I went to my first SF con in 1995 – ConQuest in Auckland, New Zealand.
The primary reason I went was because Roger Zelazny, one of my personal literary gods, was one of the writer Guests of Honor. He carried out his GoH duties with grace and charm, despite the cancer that was ravaging him. The Con was in April, by June he was gone.
I will always be grateful for the chance to have met him, spoken to him, shook his hand, had him sign one of my favorites of his books, and to receive at his hand the words of benediction that have been my guiding light ever since. During a writers’ workshop where he had read a story I had submitted for critique, he told me:
“You have a voice all of your own. Nobody else will ever write this way.”
I remember very little of that convention, other than the Zelazny encounter. And my con-going was sporadic from 1995 until 2000, when I moved to the United States and began to get involved in the true hub of the SF con circuit. I started with a vengeance, attending as many as nine conferences a year before I slowed down.
I went to even these early conventions as a writer, interested in the literary aspects of the panels and the discussions, looking out to meet people whose books I had read and loved. As I climbed the ladder in my own right, many of those people became colleagues, and many of those moved forward again to become friends. If I go to a convention today it is usually as a panelist, a guest, an author, a pro; I’ve done a couple of GoH appearances of my own, since the day I gazed on Zelazny in that role.
Until the spring of 2015 I had not visited any of the more massive cousins of the smaller regional cons I usually frequented, a true Comic Con. When I did visit the Emerald City Comic Con in early 2016 it was once again as the newbie, someone who’d gone to a Comic Con for the experience of it, the costumes in the halls, the electric atmosphere fueled by stars of the literary world but also those of TV and the silver screen. Con-gone-Hollywood, as it were.

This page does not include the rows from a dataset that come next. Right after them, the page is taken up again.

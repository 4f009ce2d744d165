//! Plain-text rendering of a persona's knowledge for a dialogue agent.
//!
//! Downstream prompts match on the section headers; keep them stable.

use crate::PersonaKnowledge;
use std::fmt::Write;
use ttx_core::EocAction;

pub const HEADER_AWARENESS: &str = "SCENARIO AWARENESS";
pub const HEADER_SOURCES: &str = "YOUR INFORMATION SOURCES";
pub const HEADER_NEWS: &str = "RECENT NEWS/UPDATES YOU'VE HEARD";
pub const HEADER_ACTIONS: &str = "GOVERNMENT ACTIONS/ANNOUNCEMENTS YOU'RE AWARE OF";

fn humanize(action_type: &str) -> String {
    let spaced = action_type.replace('_', " ");
    let mut chars = spaced.chars();
    match chars.next() {
        Some(first) => first.to_uppercase().chain(chars).collect(),
        None => String::new(),
    }
}

fn action_line(a: &EocAction) -> String {
    let mut tags = Vec::new();
    if let Some(zone) = &a.zone {
        tags.push(zone.clone());
    }
    if let Some(urgency) = a.urgency {
        tags.push(urgency.as_str().to_ascii_uppercase());
    }
    let head = humanize(&a.action_type);
    if tags.is_empty() {
        format!("- {head}: {}", a.details)
    } else {
        format!("- {head} ({}): {}", tags.join(", "), a.details)
    }
}

/// Render the four fixed sections. Pure; same knowledge, same text.
pub fn format_knowledge_for_prompt(k: &PersonaKnowledge) -> String {
    let mut out = String::new();
    // writing to a String cannot fail
    let _ = writeln!(out, "{HEADER_AWARENESS}:");
    let _ = writeln!(out, "{}", k.scenario_awareness);
    let _ = writeln!(out);

    let _ = writeln!(out, "{HEADER_SOURCES}:");
    for s in &k.information_sources {
        let _ = writeln!(out, "- {s}");
    }
    let _ = writeln!(out);

    let _ = writeln!(out, "{HEADER_NEWS}:");
    if k.known_injects.is_empty() {
        let _ = writeln!(out, "- Nothing specific yet.");
    }
    for i in &k.known_injects {
        let _ = writeln!(
            out,
            "- [{}] {}: {}",
            i.severity.as_str().to_ascii_uppercase(),
            i.title,
            i.description
        );
    }
    let _ = writeln!(out);

    let _ = writeln!(out, "{HEADER_ACTIONS}:");
    if k.known_eoc_actions.is_empty() {
        let _ = write!(out, "- None that you know of.");
    }
    let lines: Vec<String> = k.known_eoc_actions.iter().map(action_line).collect();
    out.push_str(&lines.join("\n"));
    out
}

#[cfg(test)]
mod tests {
    use super::*;
    use crate::{AwarenessLevel, InformationSource};
    use ttx_core::{HourOffset, Inject, Severity, Urgency};

    fn knowledge() -> PersonaKnowledge {
        PersonaKnowledge {
            persona_id: "persona-002".into(),
            period_number: 5,
            known_injects: vec![Inject {
                id: "inject-5-1".into(),
                period_number: 5,
                time: HourOffset(-70),
                inject_type: "weather_update".into(),
                title: "Track shifts north".into(),
                description: "Landfall now expected near Tampa Bay.".into(),
                severity: Severity::High,
            }],
            known_eoc_actions: vec![
                EocAction {
                    id: "eoc-5-1".into(),
                    period_number: 5,
                    time: HourOffset(-68),
                    action_type: "evacuation_order".into(),
                    zone: Some("Zone A".into()),
                    urgency: Some(Urgency::Mandatory),
                    details: "Leave coastal Zone A now.".into(),
                    target_population: "Zone A residents".into(),
                },
                EocAction {
                    id: "eoc-5-2".into(),
                    period_number: 5,
                    time: HourOffset(-66),
                    action_type: "shelter".into(),
                    zone: None,
                    urgency: None,
                    details: "Four shelters open at noon.".into(),
                    target_population: "All residents".into(),
                },
            ],
            information_sources: vec![
                InformationSource::EmergencyAlerts,
                InformationSource::LocalRadio,
            ],
            awareness_level: AwarenessLevel::Low,
            scenario_awareness: "You have only heard bits and pieces.".into(),
        }
    }

    #[test]
    fn exact_layout() {
        let expected = "\
SCENARIO AWARENESS:
You have only heard bits and pieces.

YOUR INFORMATION SOURCES:
- Emergency alerts on your phone
- Local radio

RECENT NEWS/UPDATES YOU'VE HEARD:
- [HIGH] Track shifts north: Landfall now expected near Tampa Bay.

GOVERNMENT ACTIONS/ANNOUNCEMENTS YOU'RE AWARE OF:
- Evacuation order (Zone A, MANDATORY): Leave coastal Zone A now.
- Shelter: Four shelters open at noon.";
        assert_eq!(format_knowledge_for_prompt(&knowledge()), expected);
    }

    #[test]
    fn empty_sections_have_placeholders() {
        let mut k = knowledge();
        k.known_injects.clear();
        k.known_eoc_actions.clear();
        let text = format_knowledge_for_prompt(&k);
        assert!(text.contains("RECENT NEWS/UPDATES YOU'VE HEARD:\n- Nothing specific yet.\n"));
        assert!(text.ends_with("GOVERNMENT ACTIONS/ANNOUNCEMENTS YOU'RE AWARE OF:\n- None that you know of."));
    }

    #[test]
    fn rendering_is_stable() {
        let k = knowledge();
        assert_eq!(format_knowledge_for_prompt(&k), format_knowledge_for_prompt(&k));
    }
}
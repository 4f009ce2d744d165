//! Per-period statistics over persona responses.

use std::collections::BTreeMap;
use ttx_core::{
    Aggregates, CriticalIssueThresholds, Decision, PersonaLocation, PersonaResponse, Sentiment,
};

fn dense<K: Ord + Copy>(keys: &[K]) -> BTreeMap<K, u32> {
    keys.iter().map(|k| (*k, 0)).collect()
}

/// Count responses by decision, sentiment and location. Every enum value is
/// present in the maps, observed or not.
pub fn aggregate(
    responses: &[PersonaResponse],
    thresholds: &CriticalIssueThresholds,
) -> Aggregates {
    let mut decisions = dense(&Decision::ALL);
    let mut sentiments = dense(&Sentiment::ALL);
    let mut locations = dense(&PersonaLocation::ALL);
    let mut needing_assistance = 0u32;

    for r in responses {
        *decisions.entry(r.decision).or_default() += 1;
        *sentiments.entry(r.sentiment).or_default() += 1;
        *locations.entry(r.location).or_default() += 1;
        if r.needs_assistance {
            needing_assistance += 1;
        }
    }

    let staying_home = decisions[&Decision::StayHome];
    let panicked = sentiments[&Sentiment::Panicked];
    let mut critical_issues = Vec::new();
    if needing_assistance > thresholds.needing_assistance {
        critical_issues.push(format!(
            "{needing_assistance} residents need assistance to evacuate"
        ));
    }
    if staying_home > thresholds.staying_home {
        critical_issues.push(format!("{staying_home} residents are refusing to evacuate"));
    }
    if panicked > thresholds.panicked {
        critical_issues.push(format!("{panicked} residents report panic"));
    }

    Aggregates {
        total_personas: responses.len() as u32,
        decisions,
        sentiments,
        locations,
        needing_assistance,
        critical_issues,
    }
}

For any new con goers who might be just joining the circuit, I can offer a few major tips.
Unless it’s a VERY small single track convention, you are going to be faced with a thousand and one things to do, places to be, people to see. You’re going to go out of your mind trying to do it all. You need to prioritize – and most of all, you need to pay attention to things that don’t appear on your program but which are pretty much essential to your own well-being. Make time to eat. Make time to sleep. Do not schedule every minute of every day, allow yourself room for rest and for spontaneity.

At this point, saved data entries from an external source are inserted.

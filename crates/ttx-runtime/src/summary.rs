//! After-action reduction over a finished scenario.

use serde::{Deserialize, Serialize};
use std::collections::BTreeMap;
use ttx_core::{PersonaLocation, ScenarioResults, Sentiment};

#[derive(Clone, Debug, PartialEq, Serialize, Deserialize)]
#[serde(rename_all = "camelCase")]
pub struct AfterActionSummary {
    /// First period with the most personas on the road; `None` if nobody moved.
    pub peak_evacuation_period: Option<u32>,
    pub peak_evacuating: u32,
    /// Personas in a shelter or with family at the end of the exercise.
    pub final_sheltered: u32,
    pub final_at_home: u32,
    pub periods_with_critical_issues: Vec<u32>,
    pub peak_assistance: u32,
    pub dominant_final_sentiment: Option<Sentiment>,
}

fn count(m: &BTreeMap<PersonaLocation, u32>, k: PersonaLocation) -> u32 {
    m.get(&k).copied().unwrap_or_default()
}

pub fn summarize(results: &ScenarioResults) -> AfterActionSummary {
    let mut peak_evacuation_period = None;
    let mut peak_evacuating = 0;
    for p in &results.period_results {
        let n = count(&p.aggregates.locations, PersonaLocation::Evacuating);
        if n > peak_evacuating {
            peak_evacuating = n;
            peak_evacuation_period = Some(p.period_number);
        }
    }

    let last = results.period_results.last();
    let (final_sheltered, final_at_home) = last
        .map(|p| {
            let l = &p.aggregates.locations;
            (
                count(l, PersonaLocation::Shelter) + count(l, PersonaLocation::WithFamily),
                count(l, PersonaLocation::Home),
            )
        })
        .unwrap_or_default();

    // ties resolve to the earliest sentiment in escalation order
    let dominant_final_sentiment = last.and_then(|p| {
        p.aggregates
            .sentiments
            .iter()
            .filter(|(_, n)| **n > 0)
            .fold(None, |best: Option<(Sentiment, u32)>, (s, n)| match best {
                Some((_, m)) if m >= *n => best,
                _ => Some((*s, *n)),
            })
            .map(|(s, _)| s)
    });

    AfterActionSummary {
        peak_evacuation_period,
        peak_evacuating,
        final_sheltered,
        final_at_home,
        periods_with_critical_issues: results
            .period_results
            .iter()
            .filter(|p| !p.aggregates.critical_issues.is_empty())
            .map(|p| p.period_number)
            .collect(),
        peak_assistance: results
            .period_results
            .iter()
            .map(|p| p.aggregates.needing_assistance)
            .max()
            .unwrap_or_default(),
        dominant_final_sentiment,
    }
}
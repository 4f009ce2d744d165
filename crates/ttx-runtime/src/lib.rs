#![deny(warnings)]

//! Scenario runtime: orchestration, aggregation and the scenario store.

pub mod aggregate;
pub mod provider;
pub mod scenario;
pub mod store;
pub mod summary;

pub use aggregate::aggregate;
pub use provider::{OfflineProvider, PlanProvider, ProviderError, StaticPlan};
pub use scenario::{
    exercise_title, generate_scenario, persona_knowledge, scenario_roster, simulate_periods,
    ROSTER_STREAM,
};
pub use store::{ScenarioStore, SubscriptionId};
pub use summary::{summarize, AfterActionSummary};

use thiserror::Error;
use ttx_core::ValidationError;
use ttx_events::PlanError;

#[derive(Debug, Error)]
pub enum RuntimeError {
    #[error("invalid configuration: {0}")]
    Config(#[from] ValidationError),
    #[error("external action plan rejected: {0}")]
    Plan(#[from] PlanError),
    #[error(transparent)]
    Provider(#[from] ProviderError),
    #[error("scenario has no period {0}")]
    UnknownPeriod(u32),
    #[error("scenario has no persona {0}")]
    UnknownPersona(String),
}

Be respectful of other people’s space and activities.
Cons are a great place to meet like-minded people but nobody is going to thank you for your unbridled enthusiasm if you simply barge in uninvited into ongoing conversations, or if you interrupt your favorite writer’s breakfast with a breathless declaration of your undying devotion and demand a signature on books or program booklets. Also, and this is important, there are people in this sphere who are out-and-out extroverts and who are ready to party until they drop but there are also people who are NOT and who don’t particularly relish being joyfully accosted by other con-goers who try and infect them with their own puppy-like enthusiasm for things. Some cons have instituted special ribbons people can wear on their badges, indicating what level of social interaction they can cope with. Respect those. If your con doesn’t have those ribbons, respect the attitudes anyway and behave accordingly. If you err in your social interactions, have the grace to apologize and back off if asked. Nobody likes pressure. Don’t be that guy.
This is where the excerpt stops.